Wherever the word "legality" appears in a line of the data, that line should be copied.

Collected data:
=-=-=-=-=
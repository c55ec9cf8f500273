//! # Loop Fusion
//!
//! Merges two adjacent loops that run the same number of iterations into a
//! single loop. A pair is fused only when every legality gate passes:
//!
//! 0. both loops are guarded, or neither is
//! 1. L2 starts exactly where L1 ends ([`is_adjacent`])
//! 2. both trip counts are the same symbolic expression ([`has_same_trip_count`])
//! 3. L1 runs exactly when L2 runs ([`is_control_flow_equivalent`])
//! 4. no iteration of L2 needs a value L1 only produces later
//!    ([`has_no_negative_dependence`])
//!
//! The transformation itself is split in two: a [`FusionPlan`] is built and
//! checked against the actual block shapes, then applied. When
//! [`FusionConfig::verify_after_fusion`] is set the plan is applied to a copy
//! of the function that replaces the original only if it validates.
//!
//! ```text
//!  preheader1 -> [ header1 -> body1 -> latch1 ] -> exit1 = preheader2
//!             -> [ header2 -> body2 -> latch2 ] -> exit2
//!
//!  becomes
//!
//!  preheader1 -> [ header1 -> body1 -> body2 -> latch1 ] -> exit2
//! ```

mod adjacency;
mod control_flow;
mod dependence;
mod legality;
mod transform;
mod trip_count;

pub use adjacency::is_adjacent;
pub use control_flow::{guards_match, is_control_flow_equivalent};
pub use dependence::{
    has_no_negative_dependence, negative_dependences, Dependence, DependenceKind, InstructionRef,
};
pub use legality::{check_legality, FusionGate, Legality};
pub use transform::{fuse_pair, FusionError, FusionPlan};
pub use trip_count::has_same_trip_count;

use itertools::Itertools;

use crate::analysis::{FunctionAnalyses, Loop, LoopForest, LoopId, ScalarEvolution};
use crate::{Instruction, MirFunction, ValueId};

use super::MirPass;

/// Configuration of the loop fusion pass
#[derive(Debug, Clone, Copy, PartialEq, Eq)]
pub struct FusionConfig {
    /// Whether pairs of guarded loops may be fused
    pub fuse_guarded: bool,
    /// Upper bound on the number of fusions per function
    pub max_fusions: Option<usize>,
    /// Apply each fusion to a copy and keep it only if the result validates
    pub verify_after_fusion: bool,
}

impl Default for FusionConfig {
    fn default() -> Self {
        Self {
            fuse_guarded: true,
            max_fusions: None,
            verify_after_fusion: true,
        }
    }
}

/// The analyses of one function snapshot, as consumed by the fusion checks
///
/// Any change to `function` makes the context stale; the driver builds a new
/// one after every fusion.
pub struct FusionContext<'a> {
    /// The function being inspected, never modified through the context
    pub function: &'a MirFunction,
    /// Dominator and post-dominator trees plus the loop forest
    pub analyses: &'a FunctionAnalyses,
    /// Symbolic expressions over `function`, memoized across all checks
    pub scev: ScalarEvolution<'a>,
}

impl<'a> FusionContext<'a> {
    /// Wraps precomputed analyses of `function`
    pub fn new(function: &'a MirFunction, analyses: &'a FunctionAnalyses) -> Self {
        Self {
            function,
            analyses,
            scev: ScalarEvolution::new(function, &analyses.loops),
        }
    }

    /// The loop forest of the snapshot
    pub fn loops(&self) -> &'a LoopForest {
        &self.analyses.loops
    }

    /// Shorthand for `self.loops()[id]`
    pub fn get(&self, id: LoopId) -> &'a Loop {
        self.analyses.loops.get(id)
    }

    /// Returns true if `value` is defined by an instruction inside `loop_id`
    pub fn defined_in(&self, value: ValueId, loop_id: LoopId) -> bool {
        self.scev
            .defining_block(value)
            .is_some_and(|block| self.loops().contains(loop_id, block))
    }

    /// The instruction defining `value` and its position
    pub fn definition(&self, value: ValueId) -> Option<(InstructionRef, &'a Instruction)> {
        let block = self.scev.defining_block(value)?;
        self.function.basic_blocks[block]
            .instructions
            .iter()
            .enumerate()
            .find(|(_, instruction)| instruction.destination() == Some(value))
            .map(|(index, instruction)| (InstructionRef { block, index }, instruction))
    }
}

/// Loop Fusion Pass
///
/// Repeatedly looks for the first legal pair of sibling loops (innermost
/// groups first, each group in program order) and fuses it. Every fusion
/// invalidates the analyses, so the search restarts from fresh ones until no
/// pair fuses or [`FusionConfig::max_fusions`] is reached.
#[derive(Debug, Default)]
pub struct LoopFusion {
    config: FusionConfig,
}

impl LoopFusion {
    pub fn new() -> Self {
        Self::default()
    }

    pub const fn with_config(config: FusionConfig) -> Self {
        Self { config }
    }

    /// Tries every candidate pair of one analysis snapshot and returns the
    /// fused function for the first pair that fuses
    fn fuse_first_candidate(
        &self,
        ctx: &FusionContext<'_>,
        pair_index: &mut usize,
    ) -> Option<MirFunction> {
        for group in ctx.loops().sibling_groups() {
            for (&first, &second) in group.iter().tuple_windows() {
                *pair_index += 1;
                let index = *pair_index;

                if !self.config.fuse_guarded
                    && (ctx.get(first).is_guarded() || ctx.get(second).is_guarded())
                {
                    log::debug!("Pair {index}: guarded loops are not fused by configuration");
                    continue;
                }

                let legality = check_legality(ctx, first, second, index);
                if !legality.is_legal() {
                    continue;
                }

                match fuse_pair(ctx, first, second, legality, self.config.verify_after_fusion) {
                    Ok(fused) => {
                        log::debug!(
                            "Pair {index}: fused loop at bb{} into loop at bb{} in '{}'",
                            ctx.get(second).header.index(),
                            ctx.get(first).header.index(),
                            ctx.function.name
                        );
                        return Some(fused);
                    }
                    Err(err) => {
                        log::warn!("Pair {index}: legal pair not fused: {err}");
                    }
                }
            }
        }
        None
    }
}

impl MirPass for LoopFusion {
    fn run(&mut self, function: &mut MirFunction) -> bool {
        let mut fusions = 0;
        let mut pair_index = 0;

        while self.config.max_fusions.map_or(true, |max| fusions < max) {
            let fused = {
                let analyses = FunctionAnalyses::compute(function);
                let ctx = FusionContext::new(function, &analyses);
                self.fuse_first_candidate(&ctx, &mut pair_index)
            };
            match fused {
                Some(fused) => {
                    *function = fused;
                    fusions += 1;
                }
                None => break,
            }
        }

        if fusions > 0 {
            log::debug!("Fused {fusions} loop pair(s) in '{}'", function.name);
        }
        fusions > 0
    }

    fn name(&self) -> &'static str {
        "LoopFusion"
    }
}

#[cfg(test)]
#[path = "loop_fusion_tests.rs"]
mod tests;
=-=-=-=-=
● ANSWER FOR THIS EXERCISE
//! single loop. A pair is fused only when every legality gate passes:
mod legality;
pub use legality::{check_legality, FusionGate, Legality};
                let legality = check_legality(ctx, first, second, index);
                if !legality.is_legal() {
                match fuse_pair(ctx, first, second, legality, self.config.verify_after_fusion) {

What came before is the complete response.